> _WORK TO COMPLETE_
Identify each line below that contains the word "admin", and copy it out.

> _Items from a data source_
========================
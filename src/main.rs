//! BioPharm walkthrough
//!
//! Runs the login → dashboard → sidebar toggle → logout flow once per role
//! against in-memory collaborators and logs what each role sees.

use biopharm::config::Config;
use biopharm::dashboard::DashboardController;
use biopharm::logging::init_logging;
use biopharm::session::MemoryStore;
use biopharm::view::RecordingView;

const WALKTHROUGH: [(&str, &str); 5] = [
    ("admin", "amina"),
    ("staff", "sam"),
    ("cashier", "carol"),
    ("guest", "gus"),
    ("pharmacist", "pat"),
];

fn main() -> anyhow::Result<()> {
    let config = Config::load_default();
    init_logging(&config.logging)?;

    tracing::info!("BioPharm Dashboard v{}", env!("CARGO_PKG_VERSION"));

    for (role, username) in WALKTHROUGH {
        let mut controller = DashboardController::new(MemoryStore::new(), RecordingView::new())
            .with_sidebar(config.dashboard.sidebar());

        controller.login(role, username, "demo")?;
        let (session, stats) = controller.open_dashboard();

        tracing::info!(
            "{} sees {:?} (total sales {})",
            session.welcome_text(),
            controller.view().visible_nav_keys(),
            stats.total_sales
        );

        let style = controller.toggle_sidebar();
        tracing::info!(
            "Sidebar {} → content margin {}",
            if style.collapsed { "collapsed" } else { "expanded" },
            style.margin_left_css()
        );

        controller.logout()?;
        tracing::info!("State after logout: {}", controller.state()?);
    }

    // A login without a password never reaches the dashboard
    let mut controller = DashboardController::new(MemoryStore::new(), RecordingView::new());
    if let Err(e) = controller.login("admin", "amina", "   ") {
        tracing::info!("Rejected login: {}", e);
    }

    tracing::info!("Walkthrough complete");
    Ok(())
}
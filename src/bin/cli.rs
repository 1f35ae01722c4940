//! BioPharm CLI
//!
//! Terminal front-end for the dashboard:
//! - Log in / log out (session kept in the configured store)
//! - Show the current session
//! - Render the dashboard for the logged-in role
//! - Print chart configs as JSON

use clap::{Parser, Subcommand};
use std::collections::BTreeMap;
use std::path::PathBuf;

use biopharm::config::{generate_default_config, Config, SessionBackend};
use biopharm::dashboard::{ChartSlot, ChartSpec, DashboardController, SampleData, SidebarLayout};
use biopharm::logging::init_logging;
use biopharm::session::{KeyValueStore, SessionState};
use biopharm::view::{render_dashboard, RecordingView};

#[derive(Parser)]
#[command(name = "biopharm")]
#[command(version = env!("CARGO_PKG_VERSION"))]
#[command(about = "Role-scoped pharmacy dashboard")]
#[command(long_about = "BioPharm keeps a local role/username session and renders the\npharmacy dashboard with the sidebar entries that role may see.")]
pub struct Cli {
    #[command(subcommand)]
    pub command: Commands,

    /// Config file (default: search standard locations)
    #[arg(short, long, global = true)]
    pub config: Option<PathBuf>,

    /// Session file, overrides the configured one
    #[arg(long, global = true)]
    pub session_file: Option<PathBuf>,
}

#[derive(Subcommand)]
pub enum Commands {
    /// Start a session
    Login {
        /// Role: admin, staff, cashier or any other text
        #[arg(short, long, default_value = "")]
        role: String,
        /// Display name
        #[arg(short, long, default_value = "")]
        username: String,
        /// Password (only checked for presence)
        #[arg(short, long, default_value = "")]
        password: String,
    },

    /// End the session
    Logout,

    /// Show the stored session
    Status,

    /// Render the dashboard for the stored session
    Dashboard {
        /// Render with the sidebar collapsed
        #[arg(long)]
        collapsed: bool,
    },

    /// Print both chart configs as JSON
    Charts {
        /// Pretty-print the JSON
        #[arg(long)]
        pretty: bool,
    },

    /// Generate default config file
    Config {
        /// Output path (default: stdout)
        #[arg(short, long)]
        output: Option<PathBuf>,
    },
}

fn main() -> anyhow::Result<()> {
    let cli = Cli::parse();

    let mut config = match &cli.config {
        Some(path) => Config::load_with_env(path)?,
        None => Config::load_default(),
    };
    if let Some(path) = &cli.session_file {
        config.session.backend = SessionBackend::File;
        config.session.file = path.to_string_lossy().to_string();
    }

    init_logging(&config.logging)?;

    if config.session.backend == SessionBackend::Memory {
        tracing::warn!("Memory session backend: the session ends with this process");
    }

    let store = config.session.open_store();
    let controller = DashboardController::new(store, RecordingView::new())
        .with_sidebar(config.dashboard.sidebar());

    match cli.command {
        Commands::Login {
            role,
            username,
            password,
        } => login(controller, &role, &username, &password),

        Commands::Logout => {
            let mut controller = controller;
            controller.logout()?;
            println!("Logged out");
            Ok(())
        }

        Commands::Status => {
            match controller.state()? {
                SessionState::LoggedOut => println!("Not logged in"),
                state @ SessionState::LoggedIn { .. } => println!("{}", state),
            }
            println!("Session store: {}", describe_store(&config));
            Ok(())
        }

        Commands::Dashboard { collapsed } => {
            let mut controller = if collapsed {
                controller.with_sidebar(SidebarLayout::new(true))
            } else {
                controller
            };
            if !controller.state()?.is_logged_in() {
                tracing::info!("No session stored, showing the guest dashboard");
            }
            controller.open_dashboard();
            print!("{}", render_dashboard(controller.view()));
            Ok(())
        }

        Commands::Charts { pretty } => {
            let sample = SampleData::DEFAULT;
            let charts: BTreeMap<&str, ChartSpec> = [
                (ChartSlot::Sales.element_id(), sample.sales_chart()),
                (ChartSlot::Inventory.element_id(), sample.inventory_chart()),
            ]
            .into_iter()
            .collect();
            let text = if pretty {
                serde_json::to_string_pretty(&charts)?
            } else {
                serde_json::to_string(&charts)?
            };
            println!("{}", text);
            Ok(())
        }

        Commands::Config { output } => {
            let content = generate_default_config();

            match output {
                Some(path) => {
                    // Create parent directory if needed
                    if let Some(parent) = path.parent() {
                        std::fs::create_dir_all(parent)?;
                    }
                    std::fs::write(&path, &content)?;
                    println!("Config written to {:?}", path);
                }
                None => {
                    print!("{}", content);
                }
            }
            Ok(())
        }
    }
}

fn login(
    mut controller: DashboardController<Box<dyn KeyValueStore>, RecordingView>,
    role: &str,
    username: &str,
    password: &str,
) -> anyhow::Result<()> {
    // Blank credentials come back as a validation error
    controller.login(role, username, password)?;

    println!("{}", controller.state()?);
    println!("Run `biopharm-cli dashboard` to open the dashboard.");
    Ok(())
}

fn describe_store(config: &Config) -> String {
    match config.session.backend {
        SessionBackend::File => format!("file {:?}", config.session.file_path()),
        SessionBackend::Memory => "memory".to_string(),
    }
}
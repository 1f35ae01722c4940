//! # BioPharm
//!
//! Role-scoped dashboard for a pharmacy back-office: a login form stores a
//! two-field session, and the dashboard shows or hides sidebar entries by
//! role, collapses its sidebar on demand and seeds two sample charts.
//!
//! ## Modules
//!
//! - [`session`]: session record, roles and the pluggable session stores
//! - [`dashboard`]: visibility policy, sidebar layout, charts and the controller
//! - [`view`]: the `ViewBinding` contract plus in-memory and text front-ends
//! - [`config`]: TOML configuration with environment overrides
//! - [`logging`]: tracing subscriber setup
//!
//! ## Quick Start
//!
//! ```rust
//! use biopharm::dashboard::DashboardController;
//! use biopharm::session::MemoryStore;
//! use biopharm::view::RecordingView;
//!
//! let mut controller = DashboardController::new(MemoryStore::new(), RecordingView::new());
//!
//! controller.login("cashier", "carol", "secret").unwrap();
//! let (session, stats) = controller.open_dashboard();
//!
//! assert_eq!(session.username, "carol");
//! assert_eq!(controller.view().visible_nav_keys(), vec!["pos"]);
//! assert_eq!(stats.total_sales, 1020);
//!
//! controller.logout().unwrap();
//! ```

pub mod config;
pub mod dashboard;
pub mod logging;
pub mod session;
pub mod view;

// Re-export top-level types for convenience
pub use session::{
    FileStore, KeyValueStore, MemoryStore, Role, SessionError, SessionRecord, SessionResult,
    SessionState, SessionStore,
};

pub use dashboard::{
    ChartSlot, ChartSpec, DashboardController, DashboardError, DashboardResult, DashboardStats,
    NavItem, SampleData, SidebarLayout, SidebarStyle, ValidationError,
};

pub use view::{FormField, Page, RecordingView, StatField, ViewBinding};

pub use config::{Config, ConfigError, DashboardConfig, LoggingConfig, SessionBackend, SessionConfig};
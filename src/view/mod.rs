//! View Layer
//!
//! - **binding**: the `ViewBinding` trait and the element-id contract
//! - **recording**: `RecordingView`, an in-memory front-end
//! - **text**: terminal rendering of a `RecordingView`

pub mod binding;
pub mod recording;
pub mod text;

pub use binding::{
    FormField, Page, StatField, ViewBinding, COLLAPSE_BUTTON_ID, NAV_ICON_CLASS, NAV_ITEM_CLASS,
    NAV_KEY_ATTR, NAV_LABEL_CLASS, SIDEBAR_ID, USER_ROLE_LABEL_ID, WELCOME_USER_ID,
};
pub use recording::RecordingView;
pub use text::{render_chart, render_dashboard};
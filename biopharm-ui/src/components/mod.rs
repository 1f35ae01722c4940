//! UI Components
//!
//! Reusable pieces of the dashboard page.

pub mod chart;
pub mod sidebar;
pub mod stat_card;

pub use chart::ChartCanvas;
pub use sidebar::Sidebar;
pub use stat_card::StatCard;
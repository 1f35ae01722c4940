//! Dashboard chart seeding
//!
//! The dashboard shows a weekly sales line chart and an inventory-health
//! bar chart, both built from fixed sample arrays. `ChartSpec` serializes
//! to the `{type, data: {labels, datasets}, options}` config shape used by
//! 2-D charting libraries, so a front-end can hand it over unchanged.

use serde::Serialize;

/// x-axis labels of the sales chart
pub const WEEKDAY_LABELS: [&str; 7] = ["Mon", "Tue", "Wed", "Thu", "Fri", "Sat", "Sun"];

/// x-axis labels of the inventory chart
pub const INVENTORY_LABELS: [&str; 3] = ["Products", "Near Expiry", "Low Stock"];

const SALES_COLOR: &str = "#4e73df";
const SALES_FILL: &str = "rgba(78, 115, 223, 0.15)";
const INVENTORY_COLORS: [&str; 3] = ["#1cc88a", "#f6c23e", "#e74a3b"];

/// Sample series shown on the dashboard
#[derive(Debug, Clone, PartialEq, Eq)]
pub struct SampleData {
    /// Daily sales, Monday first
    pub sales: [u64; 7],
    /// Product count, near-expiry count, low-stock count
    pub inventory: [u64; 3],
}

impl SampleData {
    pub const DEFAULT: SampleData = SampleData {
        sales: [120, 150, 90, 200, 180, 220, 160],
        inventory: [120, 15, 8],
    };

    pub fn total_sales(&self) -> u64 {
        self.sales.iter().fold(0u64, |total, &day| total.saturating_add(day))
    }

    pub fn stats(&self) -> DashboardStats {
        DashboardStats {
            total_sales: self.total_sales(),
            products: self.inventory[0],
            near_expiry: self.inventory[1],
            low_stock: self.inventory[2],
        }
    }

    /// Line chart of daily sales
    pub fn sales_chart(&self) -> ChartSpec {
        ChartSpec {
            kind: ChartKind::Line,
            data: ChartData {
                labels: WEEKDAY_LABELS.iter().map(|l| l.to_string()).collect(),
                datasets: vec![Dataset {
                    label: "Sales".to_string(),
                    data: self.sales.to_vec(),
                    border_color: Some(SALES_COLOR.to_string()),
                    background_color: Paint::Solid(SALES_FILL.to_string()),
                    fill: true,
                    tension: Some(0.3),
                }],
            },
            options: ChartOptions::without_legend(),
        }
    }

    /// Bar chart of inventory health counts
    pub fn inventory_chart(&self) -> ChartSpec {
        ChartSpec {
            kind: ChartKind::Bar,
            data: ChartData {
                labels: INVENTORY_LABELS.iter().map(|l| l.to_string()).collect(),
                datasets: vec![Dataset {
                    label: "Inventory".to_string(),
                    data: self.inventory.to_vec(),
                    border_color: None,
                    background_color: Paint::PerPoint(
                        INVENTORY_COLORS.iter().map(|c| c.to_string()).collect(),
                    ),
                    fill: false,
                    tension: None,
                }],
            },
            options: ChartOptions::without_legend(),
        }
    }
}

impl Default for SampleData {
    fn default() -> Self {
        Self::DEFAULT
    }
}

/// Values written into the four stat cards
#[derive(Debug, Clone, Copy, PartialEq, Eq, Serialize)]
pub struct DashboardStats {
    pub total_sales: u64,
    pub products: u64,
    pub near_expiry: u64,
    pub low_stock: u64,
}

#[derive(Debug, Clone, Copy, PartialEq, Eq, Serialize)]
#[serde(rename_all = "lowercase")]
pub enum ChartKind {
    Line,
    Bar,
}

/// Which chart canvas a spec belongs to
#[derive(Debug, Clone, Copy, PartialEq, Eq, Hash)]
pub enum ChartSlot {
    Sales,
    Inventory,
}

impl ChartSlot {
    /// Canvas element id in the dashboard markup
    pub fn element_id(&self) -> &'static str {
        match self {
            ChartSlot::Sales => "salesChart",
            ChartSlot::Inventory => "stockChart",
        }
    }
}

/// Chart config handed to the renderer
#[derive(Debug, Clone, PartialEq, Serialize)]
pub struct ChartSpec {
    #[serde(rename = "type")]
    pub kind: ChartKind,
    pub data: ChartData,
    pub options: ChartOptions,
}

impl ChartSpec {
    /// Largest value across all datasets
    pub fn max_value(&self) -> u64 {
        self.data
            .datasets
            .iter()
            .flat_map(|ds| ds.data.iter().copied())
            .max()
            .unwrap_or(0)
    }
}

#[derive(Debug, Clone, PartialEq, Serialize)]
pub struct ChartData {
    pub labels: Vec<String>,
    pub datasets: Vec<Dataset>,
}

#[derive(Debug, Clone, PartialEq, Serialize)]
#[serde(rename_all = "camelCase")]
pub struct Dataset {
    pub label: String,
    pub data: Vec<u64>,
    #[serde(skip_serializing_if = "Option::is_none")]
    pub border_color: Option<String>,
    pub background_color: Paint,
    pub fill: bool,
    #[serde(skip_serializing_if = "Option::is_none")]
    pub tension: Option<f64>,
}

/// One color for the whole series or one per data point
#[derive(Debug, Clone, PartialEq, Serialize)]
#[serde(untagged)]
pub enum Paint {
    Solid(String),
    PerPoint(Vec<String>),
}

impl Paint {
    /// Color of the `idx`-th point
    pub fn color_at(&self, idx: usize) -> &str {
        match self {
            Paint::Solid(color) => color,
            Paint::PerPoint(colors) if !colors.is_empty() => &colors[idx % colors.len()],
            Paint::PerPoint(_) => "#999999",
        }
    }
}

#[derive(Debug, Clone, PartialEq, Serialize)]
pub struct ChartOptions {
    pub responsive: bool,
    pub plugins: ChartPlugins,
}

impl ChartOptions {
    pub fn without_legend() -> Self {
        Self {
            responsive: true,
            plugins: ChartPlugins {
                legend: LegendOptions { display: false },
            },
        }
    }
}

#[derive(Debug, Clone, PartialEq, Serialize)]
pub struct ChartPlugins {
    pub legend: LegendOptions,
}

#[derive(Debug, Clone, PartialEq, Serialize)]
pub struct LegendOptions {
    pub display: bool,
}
========================
> _WRITTEN ANSWER_
    ("admin", "amina"),
    if let Err(e) = controller.login("admin", "amina", "   ") {
        /// Role: admin, staff, cashier or any other text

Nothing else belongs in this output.